Pas le temps de souffler: dès l’instant où l’on survole Fribourg, le monolithe de Morat apparaît déjà au loin. Minuscule, presque ridicule. Mais quelques instants de vol supplémentaires suffisent à redorer l’image du géant aux pieds d’argile. L’imposant cube de toile et d’acier se révèle alors dans toute sa masse, et l’on se prend à rêver davantage encore à son illusoire maintien. Passons…

Couleur Caraïbes
Sur la berge, quelques dizaines de visiteurs déambulent. Beaucoup font la queue en attendant la prochaine barge qui les mènera à la principale attraction du lieu. D’autres semblent comme figés, alors même qu’ils empruntent les différentes veines de l’arteplage. Illusion d’optique: le Piper file à près de 170 km/h, ce qui réduit considérablement l’impression de déplacement des personnes au sol. Une chose est sûre cependant: il n’y a pas grand monde en ce jeudi après-midi. Et ce ne sont pas les immenses parkings qui nous feront changer d’avis. Vu d’en haut, le vide apparaît d’autant plus flagrant.
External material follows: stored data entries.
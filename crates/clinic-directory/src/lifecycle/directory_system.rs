use crate::auth::{AuthState, LocalIdentityProvider};
use crate::clients::ClinicClient;
use crate::clinic_actor;
use crate::config::{ConfigError, DirectoryConfig};
use crate::countries::CountryTable;
use crate::feed::ClinicFeed;
use crate::indexes;
use chrono::{DateTime, Utc};
use resource_store::StoreError;
use std::sync::Arc;
use thiserror::Error;
use tokio::task::JoinHandle;
use tracing::{error, info};

#[derive(Debug, Error)]
pub enum SystemError {
    #[error("Configuration error: {0}")]
    Config(#[from] ConfigError),

    #[error("Failed to provision indexes: {0}")]
    Indexes(#[from] StoreError),

    #[error("Background task failed: {0}")]
    TaskFailed(#[from] tokio::task::JoinError),
}

/// The runtime orchestrator of the clinic directory.
///
/// `DirectorySystem` is responsible for:
/// - **Reference data**: loading the country table once
/// - **Indexes**: declaring the composite indexes on the clinic store before it serves queries
/// - **Lifecycle Management**: starting and stopping the clinic store and the auth holder
/// - **Dependency Wiring**: handing the auth state and the listing feed to the clinic client
///
/// # Example
///
/// ```ignore
/// let system = DirectorySystem::new(&DirectoryConfig::from_env()?).await?;
///
/// system.identity.sign_in("uid-1", "owner@example.com");
/// system.auth.wait_for_user().await;
/// let id = system.clinic_client.add_clinic(NewClinic::default()).await?;
///
/// system.shutdown().await?;
/// ```
pub struct DirectorySystem {
    /// Repository over the `clinics` collection
    pub clinic_client: ClinicClient,

    /// The in-process identity provider; sign in and out through it
    pub identity: LocalIdentityProvider,

    /// Observable signed-in user
    pub auth: AuthState,

    /// Observable state of the latest listing fetch
    pub feed: ClinicFeed,

    /// Country and region reference data
    pub countries: Arc<CountryTable>,

    handles: Vec<JoinHandle<()>>,
}

impl DirectorySystem {
    /// Loads reference data, starts every background task and provisions the clinic indexes.
    pub async fn new(config: &DirectoryConfig) -> Result<Self, SystemError> {
        Self::with_clock(config, Utc::now).await
    }

    /// Like [`new`](Self::new), with the store clock replaced.
    pub async fn with_clock(
        config: &DirectoryConfig,
        clock: impl Fn() -> DateTime<Utc> + Send + Sync + 'static,
    ) -> Result<Self, SystemError> {
        let countries = CountryTable::load_or_embedded(config.countries_path.as_deref())?;

        // 1. Create the store and the identity provider
        let (clinic_actor, store) = clinic_actor::with_clock(config.store_buffer, clock);
        let identity = LocalIdentityProvider::new();

        // 2. Start them
        let store_handle = tokio::spawn(clinic_actor.run(()));
        let (auth, auth_handle) = AuthState::spawn(identity.subscribe());

        // 3. Declare the indexes the listings rely on
        let created = match indexes::provision(&store).await {
            Ok(created) => created,
            Err(e) => {
                error!(error = %e, "Index provisioning failed");
                return Err(e.into());
            }
        };

        // 4. Wire the repository
        let feed = ClinicFeed::new();
        let clinic_client = ClinicClient::new(store, auth.clone(), feed.clone())
            .with_page_limit(config.page_limit);

        info!(
            countries = countries.all_countries().len(),
            page_limit = config.page_limit,
            indexes = created,
            "Directory started"
        );

        Ok(Self {
            clinic_client,
            identity,
            auth,
            feed,
            countries: Arc::new(countries),
            handles: vec![store_handle, auth_handle],
        })
    }

    /// Gracefully shuts down the directory.
    ///
    /// Dropping the clinic client closes the store channel and dropping the identity provider
    /// ends the auth holder; both tasks are then awaited. Clones of the clinic client held
    /// elsewhere keep the store alive, so drop them first.
    pub async fn shutdown(self) -> Result<(), SystemError> {
        info!("Shutting down directory...");

        drop(self.clinic_client);
        drop(self.identity);

        for handle in self.handles {
            if let Err(e) = handle.await {
                error!(error = %e, "Task failed during shutdown");
                return Err(e.into());
            }
        }

        info!("Directory shutdown complete.");
        Ok(())
    }
}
Après un ou deux passages, on quitte le site moratois pour se diriger vers Bienne. On survole en chemin l’île Saint-Pierre, qui s’étire langoureusement jusqu’au milieu du lac, dont les eaux couleur turquoise font croire un instant aux Caraïbes. Devant nous, l’arteplage s’apparente encore à un drôle de capharnaüm, mélange entre une centrale nucléaire et un chapiteau de cirque. Mais, cette fois au moins, l’endroit grouille de monde. On devine quelques têtes lever les yeux au ciel vers cet intrus qui les survole. Et l’on repart déjà…
Lorsqu’on repasse à proximité de l’île chère à Jean-Jacques Rousseau, c’est le moment où l’on prend réellement conscience de cette fameuse «région des trois lacs». Et de l’intérêt d’une exposition nationale éclatée sur quatre sites: alors que l’on vient de quitter l’arteplage de Bienne, le monolithe de Morat réapparaît sur notre gauche, dans son petit lac qui ressemble depuis ici à une simple gouille, tandis que se profile devant nous le site de Neuchâtel. Et au loin, on devine déjà le fameux nuage d’Yverdon. Instant magique.
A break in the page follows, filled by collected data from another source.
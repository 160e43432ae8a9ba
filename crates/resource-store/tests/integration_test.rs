use async_trait::async_trait;
use chrono::{DateTime, TimeZone, Utc};
use resource_store::{
    ActorEntity, Direction, Filter, IndexDefinition, IndexMode, Query, ResourceActor,
    ResourceClient, StoreError, WriteKind,
};
use serde::Serialize;
use std::sync::atomic::{AtomicU32, Ordering};
use std::sync::Arc;

// --- Test Entity ---

#[derive(Clone, Debug, PartialEq, Serialize)]
#[serde(rename_all = "camelCase")]
struct Listing {
    id: u32,
    title: String,
    rating: Option<f64>,
    tags: Vec<String>,
    published: bool,
    #[serde(skip_serializing_if = "Option::is_none")]
    created_at: Option<DateTime<Utc>>,
    #[serde(skip_serializing_if = "Option::is_none")]
    updated_at: Option<DateTime<Utc>>,
}

#[derive(Debug)]
struct ListingCreate {
    title: String,
    rating: Option<f64>,
    tags: Vec<String>,
}

#[derive(Debug)]
struct ListingUpdate {
    title: Option<String>,
}

#[derive(Debug)]
enum ListingAction {
    Publish,
    Reject,
}

#[derive(Debug, thiserror::Error)]
enum ListingError {
    #[error("Title must not be empty")]
    EmptyTitle,
    #[error("Listing was rejected")]
    Rejected,
}

#[async_trait]
impl ActorEntity for Listing {
    const COLLECTION: &'static str = "listings";
    type Id = u32;
    type Create = ListingCreate;
    type Update = ListingUpdate;
    type Action = ListingAction;
    type ActionResult = bool;
    type Context = ();
    type Error = ListingError;

    fn from_create_params(id: u32, params: ListingCreate) -> Result<Self, Self::Error> {
        if params.title.is_empty() {
            return Err(ListingError::EmptyTitle);
        }
        Ok(Self {
            id,
            title: params.title,
            rating: params.rating,
            tags: params.tags,
            published: false,
            created_at: None,
            updated_at: None,
        })
    }

    fn stamp(&mut self, kind: WriteKind, at: DateTime<Utc>) {
        if kind == WriteKind::Create {
            self.created_at = Some(at);
        }
        self.updated_at = Some(at);
    }

    async fn on_update(
        &mut self,
        update: ListingUpdate,
        _ctx: &Self::Context,
    ) -> Result<(), Self::Error> {
        if let Some(title) = update.title {
            self.title = title;
        }
        Ok(())
    }

    async fn handle_action(
        &mut self,
        action: ListingAction,
        _ctx: &Self::Context,
    ) -> Result<bool, Self::Error> {
        match action {
            ListingAction::Publish => {
                let changed = !self.published;
                self.published = true;
                Ok(changed)
            }
            ListingAction::Reject => Err(ListingError::Rejected),
        }
    }
}

fn start() -> ResourceClient<Listing> {
    let counter = AtomicU32::new(1);
    let (actor, client) =
        ResourceActor::<Listing>::new(10, move || counter.fetch_add(1, Ordering::SeqCst));
    tokio::spawn(actor.run(()));
    client
}

fn create(title: &str, rating: Option<f64>, tags: &[&str]) -> ListingCreate {
    ListingCreate {
        title: title.to_string(),
        rating,
        tags: tags.iter().map(|t| t.to_string()).collect(),
    }
}

// --- Tests ---

#[tokio::test]
async fn test_store_full_lifecycle() {
    let client = start();

    // 1. Create
    let id = client.create(create("Alpha", Some(4.0), &[])).await.unwrap();
    assert_eq!(id, 1);

    // 2. Action
    assert!(client.perform_action(id, ListingAction::Publish).await.unwrap());
    assert!(!client.perform_action(id, ListingAction::Publish).await.unwrap());

    // 3. Update
    let updated = client
        .update(
            id,
            ListingUpdate {
                title: Some("Beta".into()),
            },
        )
        .await
        .unwrap();
    assert_eq!(updated.title, "Beta");
    assert!(updated.published);

    // 4. Get reflects every write
    let stored = client.get(id).await.unwrap().unwrap();
    assert_eq!(stored, updated);
}

#[tokio::test]
async fn test_missing_documents() {
    let client = start();

    assert!(client.get(99).await.unwrap().is_none());

    let result = client.update(99, ListingUpdate { title: None }).await;
    assert!(matches!(result, Err(StoreError::NotFound(id)) if id == "99"));

    let result = client.perform_action(99, ListingAction::Publish).await;
    assert!(matches!(result, Err(StoreError::NotFound(_))));
}

#[tokio::test]
async fn test_entity_errors_are_boxed() {
    let client = start();

    let result = client.create(create("", None, &[])).await;
    assert!(matches!(result, Err(StoreError::EntityError(_))));

    let id = client.create(create("Alpha", None, &[])).await.unwrap();
    let result = client.perform_action(id, ListingAction::Reject).await;
    match result {
        Err(StoreError::EntityError(e)) => assert_eq!(e.to_string(), "Listing was rejected"),
        other => panic!("expected entity error, got {other:?}"),
    }
}

#[tokio::test]
async fn test_server_timestamps_come_from_store_clock() {
    let ticks = Arc::new(AtomicU32::new(0));
    let clock_ticks = ticks.clone();
    let counter = AtomicU32::new(1);
    let (actor, client) =
        ResourceActor::<Listing>::new(10, move || counter.fetch_add(1, Ordering::SeqCst));
    let actor = actor.with_clock(move || {
        let tick = clock_ticks.fetch_add(1, Ordering::SeqCst);
        Utc.with_ymd_and_hms(2024, 1, 1, 0, 0, tick).unwrap()
    });
    tokio::spawn(actor.run(()));

    let id = client.create(create("Alpha", None, &[])).await.unwrap();
    let created = client.get(id).await.unwrap().unwrap();
    let first = Utc.with_ymd_and_hms(2024, 1, 1, 0, 0, 0).unwrap();
    assert_eq!(created.created_at, Some(first));
    assert_eq!(created.updated_at, Some(first));

    let updated = client
        .update(id, ListingUpdate { title: None })
        .await
        .unwrap();
    assert_eq!(updated.created_at, Some(first));
    assert_eq!(
        updated.updated_at,
        Some(Utc.with_ymd_and_hms(2024, 1, 1, 0, 0, 1).unwrap())
    );

    // A failed action does not touch the document.
    let _ = client.perform_action(id, ListingAction::Reject).await;
    let after = client.get(id).await.unwrap().unwrap();
    assert_eq!(after.updated_at, updated.updated_at);
    assert_eq!(ticks.load(Ordering::SeqCst), 2);
}

#[tokio::test]
async fn test_query_filters_order_and_limit() {
    let client = start();
    for (title, rating) in [
        ("a", Some(10.0)),
        ("b", Some(8.0)),
        ("c", Some(6.0)),
        ("d", Some(4.0)),
        ("e", Some(2.0)),
        ("f", None),
    ] {
        client.create(create(title, rating, &[])).await.unwrap();
    }

    let ratings = |items: Vec<Listing>| -> Vec<f64> {
        items.into_iter().filter_map(|l| l.rating).collect()
    };

    let descending = client
        .query(Query::new().order_by("rating", Direction::Descending))
        .await
        .unwrap();
    assert_eq!(ratings(descending), vec![10.0, 8.0, 6.0, 4.0, 2.0]);

    let top_two = client
        .query(
            Query::new()
                .filter(Filter::gte("rating", 4))
                .order_by("rating", Direction::Ascending)
                .limit(2),
        )
        .await
        .unwrap();
    assert_eq!(ratings(top_two), vec![4.0, 6.0]);

    // Unordered queries keep documents without the field when no filter needs it.
    let everything = client.query(Query::new()).await.unwrap();
    assert_eq!(everything.len(), 6);
}

#[tokio::test]
async fn test_query_array_contains_and_in() {
    let client = start();
    client
        .create(create("a", None, &["xray", "dental"]))
        .await
        .unwrap();
    client.create(create("b", None, &["dental"])).await.unwrap();
    client.create(create("c", None, &[])).await.unwrap();

    let xray = client
        .query(Query::new().filter(Filter::array_contains("tags", "xray")))
        .await
        .unwrap();
    assert_eq!(xray.len(), 1);
    assert_eq!(xray[0].title, "a");

    let picked = client
        .query(Query::new().filter(Filter::is_in("title", ["a", "c"])))
        .await
        .unwrap();
    let titles: Vec<_> = picked.iter().map(|l| l.title.as_str()).collect();
    assert_eq!(titles, vec!["a", "c"]);
}

#[tokio::test]
async fn test_invalid_query_is_rejected() {
    let client = start();
    let empty: Vec<&str> = Vec::new();
    let result = client
        .query(Query::new().filter(Filter::is_in("title", empty)))
        .await;
    assert!(matches!(result, Err(StoreError::InvalidQuery(_))));
}

#[tokio::test]
async fn test_index_declarations() {
    let client = start();
    let index = IndexDefinition::new("listings")
        .field("published", IndexMode::Ascending)
        .field("rating", IndexMode::Descending);

    assert!(client.create_index(index.clone()).await.unwrap());
    assert!(!client.create_index(index.clone()).await.unwrap());
    assert_eq!(client.list_indexes().await.unwrap(), vec![index]);

    let foreign = IndexDefinition::new("clinics").field("rating", IndexMode::Descending);
    assert!(matches!(
        client.create_index(foreign).await,
        Err(StoreError::InvalidIndex(_))
    ));

    let empty = IndexDefinition::new("listings");
    assert!(matches!(
        client.create_index(empty).await,
        Err(StoreError::InvalidIndex(_))
    ));
}

#[tokio::test]
async fn test_closed_store() {
    let counter = AtomicU32::new(1);
    let (actor, client) =
        ResourceActor::<Listing>::new(10, move || counter.fetch_add(1, Ordering::SeqCst));
    drop(actor);

    let result = client.get(1).await;
    assert!(matches!(result, Err(StoreError::ActorClosed)));
}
L’une des nombreuses navettes Iris fend les eaux juste au-dessous, laissant derrière elle un long filet d’écume qui nous sert de guide vers notre prochain but. Un immense parc à voitures pratiquement vide trahit à nouveau l’ambition mal récompensée des organisateurs. Qu’importe, le site est magnifique, peut-être même le plus beau. On passe et repasse sans se lasser, appréciant à chaque fois de nouveaux détails sur les drôles de soucoupes volantes qui forment l’arteplage. A chaque fois, il semble que la grande roue va nous chatouiller le fuselage. Pas de risque pourtant, car on vole en permanence à plus de 3000 pieds, ce qui laisse tout de même un brin de marge.
Reste Yverdon et son fameux nuage. D’en haut, l’imagination nous joue encore des tours. Et l’on se prend à y voir le souffle fétide d’un monstre remonté des profondeurs pour prendre sa respiration… Au reste, l’arteplage apparaît comme le plus grand des quatre, mais aussi comme le plus artificiel. Le voyage de Gulliver prend déjà fin. Mais bientôt, on en est sûr: on jouera à notre tour les Lilliputiens.